§ **THE TASK**:
The entries that follow need to be retyped verbatim.

§ **SOURCE DATA**:
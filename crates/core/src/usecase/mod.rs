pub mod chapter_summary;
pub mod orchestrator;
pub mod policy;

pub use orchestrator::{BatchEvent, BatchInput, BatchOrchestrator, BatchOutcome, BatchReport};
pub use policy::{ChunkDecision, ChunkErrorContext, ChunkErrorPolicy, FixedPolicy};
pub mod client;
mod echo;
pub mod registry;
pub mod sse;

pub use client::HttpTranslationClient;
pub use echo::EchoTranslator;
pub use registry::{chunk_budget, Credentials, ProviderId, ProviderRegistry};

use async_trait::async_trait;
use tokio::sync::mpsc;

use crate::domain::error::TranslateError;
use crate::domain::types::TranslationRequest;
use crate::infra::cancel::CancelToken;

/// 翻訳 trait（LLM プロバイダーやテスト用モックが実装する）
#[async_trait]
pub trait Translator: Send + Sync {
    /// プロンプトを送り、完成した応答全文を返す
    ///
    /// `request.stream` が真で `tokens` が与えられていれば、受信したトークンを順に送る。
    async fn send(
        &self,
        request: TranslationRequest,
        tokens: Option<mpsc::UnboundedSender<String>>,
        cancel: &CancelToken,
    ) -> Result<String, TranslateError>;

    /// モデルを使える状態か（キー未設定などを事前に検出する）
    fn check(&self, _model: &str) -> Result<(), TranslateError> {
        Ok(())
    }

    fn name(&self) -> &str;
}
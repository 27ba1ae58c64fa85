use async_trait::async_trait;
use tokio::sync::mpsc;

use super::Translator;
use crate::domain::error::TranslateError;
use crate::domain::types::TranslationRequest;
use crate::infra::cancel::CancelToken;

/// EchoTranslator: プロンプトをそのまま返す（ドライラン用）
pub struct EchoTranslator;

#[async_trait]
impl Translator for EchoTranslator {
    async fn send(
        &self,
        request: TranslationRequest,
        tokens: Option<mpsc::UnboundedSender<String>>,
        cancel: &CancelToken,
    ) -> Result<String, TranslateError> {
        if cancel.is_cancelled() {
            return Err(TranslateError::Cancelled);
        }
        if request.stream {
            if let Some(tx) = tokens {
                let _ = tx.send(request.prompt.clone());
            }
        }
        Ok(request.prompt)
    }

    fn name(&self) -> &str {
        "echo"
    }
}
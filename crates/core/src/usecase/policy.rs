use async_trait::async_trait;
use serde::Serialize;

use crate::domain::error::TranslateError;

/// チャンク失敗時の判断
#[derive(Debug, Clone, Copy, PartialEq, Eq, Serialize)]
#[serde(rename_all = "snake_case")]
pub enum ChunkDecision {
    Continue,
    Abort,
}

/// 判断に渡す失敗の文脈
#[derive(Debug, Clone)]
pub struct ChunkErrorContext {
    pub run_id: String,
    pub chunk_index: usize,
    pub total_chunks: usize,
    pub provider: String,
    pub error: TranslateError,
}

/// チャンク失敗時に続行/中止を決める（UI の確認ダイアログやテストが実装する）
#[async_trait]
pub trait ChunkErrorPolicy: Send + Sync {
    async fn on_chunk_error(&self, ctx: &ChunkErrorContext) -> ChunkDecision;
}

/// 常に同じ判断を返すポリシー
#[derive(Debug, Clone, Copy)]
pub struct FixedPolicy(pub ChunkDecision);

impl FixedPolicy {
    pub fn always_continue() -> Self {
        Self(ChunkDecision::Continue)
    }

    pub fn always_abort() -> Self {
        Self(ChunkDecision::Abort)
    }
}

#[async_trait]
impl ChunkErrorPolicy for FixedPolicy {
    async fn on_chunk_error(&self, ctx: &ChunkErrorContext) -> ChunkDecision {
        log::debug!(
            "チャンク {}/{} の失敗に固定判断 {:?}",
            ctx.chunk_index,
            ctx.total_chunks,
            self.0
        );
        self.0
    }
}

§ **EXERCISE OUTPUT**:
filename crates/core/src/usecase/mod.rs
pub mod chapter_summary;
pub mod orchestrator;
pub mod policy;

pub use orchestrator::{BatchEvent, BatchInput, BatchOrchestrator, BatchOutcome, BatchReport};
pub use policy::{ChunkDecision, ChunkErrorContext, ChunkErrorPolicy, FixedPolicy};
pub mod client;
mod echo;
pub mod registry;
pub mod sse;

pub use client::HttpTranslationClient;
pub use echo::EchoTranslator;
pub use registry::{chunk_budget, Credentials, ProviderId, ProviderRegistry};

use async_trait::async_trait;
use tokio::sync::mpsc;

use crate::domain::error::TranslateError;
use crate::domain::types::TranslationRequest;
use crate::infra::cancel::CancelToken;

/// 翻訳 trait（LLM プロバイダーやテスト用モックが実装する）
#[async_trait]
pub trait Translator: Send + Sync {
    /// プロンプトを送り、完成した応答全文を返す
    ///
    /// `request.stream` が真で `tokens` が与えられていれば、受信したトークンを順に送る。
    async fn send(
        &self,
        request: TranslationRequest,
        tokens: Option<mpsc::UnboundedSender<String>>,
        cancel: &CancelToken,
    ) -> Result<String, TranslateError>;

    /// モデルを使える状態か（キー未設定などを事前に検出する）
    fn check(&self, _model: &str) -> Result<(), TranslateError> {
        Ok(())
    }

    fn name(&self) -> &str;
}
repository 27ba1ae58c64fa85
use async_trait::async_trait;
use tokio::sync::mpsc;

use super::Translator;
use crate::domain::error::TranslateError;
use crate::domain::types::TranslationRequest;
use crate::infra::cancel::CancelToken;

/// EchoTranslator: プロンプトをそのまま返す（ドライラン用）
pub struct EchoTranslator;

#[async_trait]
impl Translator for EchoTranslator {
    async fn send(
        &self,
        request: TranslationRequest,
        tokens: Option<mpsc::UnboundedSender<String>>,
        cancel: &CancelToken,
    ) -> Result<String, TranslateError> {
        if cancel.is_cancelled() {
            return Err(TranslateError::Cancelled);
        }
        if request.stream {
            if let Some(tx) = tokens {
                let _ = tx.send(request.prompt.clone());
            }
        }
        Ok(request.prompt)
    }

    fn name(&self) -> &str {
        "echo"
    }
}
filename crates/core/src/usecase/policy.rs
use async_trait::async_trait;
use serde::Serialize;

use crate::domain::error::TranslateError;

/// チャンク失敗時の判断
#[derive(Debug, Clone, Copy, PartialEq, Eq, Serialize)]
#[serde(rename_all = "snake_case")]
pub enum ChunkDecision {
    Continue,
    Abort,
}

/// 判断に渡す失敗の文脈
#[derive(Debug, Clone)]
pub struct ChunkErrorContext {
    pub run_id: String,
    pub chunk_index: usize,
    pub total_chunks: usize,
    pub provider: String,
    pub error: TranslateError,
}

/// チャンク失敗時に続行/中止を決める（UI の確認ダイアログやテストが実装する）
#[async_trait]
pub trait ChunkErrorPolicy: Send + Sync {
    async fn on_chunk_error(&self, ctx: &ChunkErrorContext) -> ChunkDecision;
}

/// 常に同じ判断を返すポリシー
#[derive(Debug, Clone, Copy)]
pub struct FixedPolicy(pub ChunkDecision);

impl FixedPolicy {
    pub fn always_continue() -> Self {
        Self(ChunkDecision::Continue)
    }

    pub fn always_abort() -> Self {
        Self(ChunkDecision::Abort)
    }
}

#[async_trait]
impl ChunkErrorPolicy for FixedPolicy {
    async fn on_chunk_error(&self, ctx: &ChunkErrorContext) -> ChunkDecision {
        log::debug!(
            "チャンク {}/{} の失敗に固定判断 {:?}",
            ctx.chunk_index,
            ctx.total_chunks,
            self.0
        );
        self.0
    }
}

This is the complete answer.